La construcción histórica de la fecha presidencial como símbolo de continuidad institucional
La narrativa dominante presenta la fecha del 7 de agosto como una tradición ininterrumpida desde 1886. Este encuadre vincula la legitimidad del poder ejecutivo con la gesta independentista de la Batalla de Boyacá, otorgando un carácter solemne y patriótico al acto administrativo de la posesión. Se omite que la Constitución de 1886 fue un proyecto político específico que centralizó el poder, por lo cual la fecha funciona como un dispositivo de memoria que refuerza la identidad del Estado-nación bajo esa estructura.
Las narrativas alternativas, provenientes de sectores académicos y movimientos sociales, cuestionan esta lectura al señalar que la fecha es una elección política y no un mandato natural. Historiadores críticos sugieren que la coincidencia busca transferir la autoridad histórica de los próceres a los presidentes de turno. Esta perspectiva argumenta que el uso de la efeméride militar invisibiliza las rupturas, las guerras civiles y las reformas constitucionales posteriores que alteraron la naturaleza del Estado.
El sesgo principal es la naturalización de una convención política. Al presentar la fecha como una tradición de casi 140 años, se elude el análisis sobre por qué los gobiernos han mantenido este vínculo simbólico en lugar de separar la agenda institucional de la conmemoración histórica.

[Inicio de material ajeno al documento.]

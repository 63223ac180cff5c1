//! Expense API endpoints

use api_types::{
    Created,
    expense::{ExpenseKind, ExpenseListResponse, ExpenseUpsert, ExpenseView},
};
use axum::{
    Extension, Json,
    extract::{Path, State},
    http::StatusCode,
};
use engine::{ExpenseInput, Money};
use uuid::Uuid;

use crate::{ServerError, server::ServerState, user};

fn input(payload: ExpenseUpsert) -> ExpenseInput {
    ExpenseInput {
        date: payload.date,
        member_id: payload.member_id,
        amount: Money::new(payload.amount_minor),
        purpose: payload.purpose,
        kind: match payload.kind {
            ExpenseKind::Shared => engine::ExpenseKind::Shared,
            ExpenseKind::Individual => engine::ExpenseKind::Individual,
        },
    }
}

pub async fn expense_new(
    Extension(user): Extension<user::Model>,
    State(state): State<ServerState>,
    Path((mess_id, month_id)): Path<(Uuid, Uuid)>,
    Json(payload): Json<ExpenseUpsert>,
) -> Result<(StatusCode, Json<Created>), ServerError> {
    let id = state
        .engine
        .add_expense(mess_id, month_id, input(payload), &user.username)
        .await?;
    Ok((StatusCode::CREATED, Json(Created { id })))
}

pub async fn list(
    Extension(user): Extension<user::Model>,
    State(state): State<ServerState>,
    Path((mess_id, month_id)): Path<(Uuid, Uuid)>,
) -> Result<Json<ExpenseListResponse>, ServerError> {
    let expenses = state
        .engine
        .list_expenses(mess_id, month_id, &user.username)
        .await?
        .into_iter()
        .map(|e| ExpenseView {
            id: e.id,
            date: e.date,
            member_id: e.member_id,
            amount_minor: e.amount.minor(),
            purpose: e.purpose,
            kind: match e.kind {
                engine::ExpenseKind::Shared => ExpenseKind::Shared,
                engine::ExpenseKind::Individual => ExpenseKind::Individual,
            },
        })
        .collect();
    Ok(Json(ExpenseListResponse { expenses }))
}

pub async fn update(
    Extension(user): Extension<user::Model>,
    State(state): State<ServerState>,
    Path((mess_id, expense_id)): Path<(Uuid, Uuid)>,
    Json(payload): Json<ExpenseUpsert>,
) -> Result<StatusCode, ServerError> {
    state
        .engine
        .update_expense(mess_id, expense_id, input(payload), &user.username)
        .await?;
    Ok(StatusCode::NO_CONTENT)
}

pub async fn delete(
    Extension(user): Extension<user::Model>,
    State(state): State<ServerState>,
    Path((mess_id, expense_id)): Path<(Uuid, Uuid)>,
) -> Result<StatusCode, ServerError> {
    state
        .engine
        .delete_expense(mess_id, expense_id, &user.username)
        .await?;
    Ok(StatusCode::NO_CONTENT)
}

No se detectan cifras manipuladas, pero sí una omisión de contexto: la narrativa ignora que la fecha de posesión ha variado en otros países de la región, lo que demuestra que la elección del 7 de agosto responde a una estrategia de legitimación interna y no a una necesidad técnica del sistema democrático.
De dónde viene esta información: la nota original de El Tiempo - Cultura
Este artículo fue generado por el sistema editorial automatizado de InfoWeb a partir de información publicada originalmente por El Tiempo - Cultura (ver fuente original) el 6 de agosto de 2026, 19:31.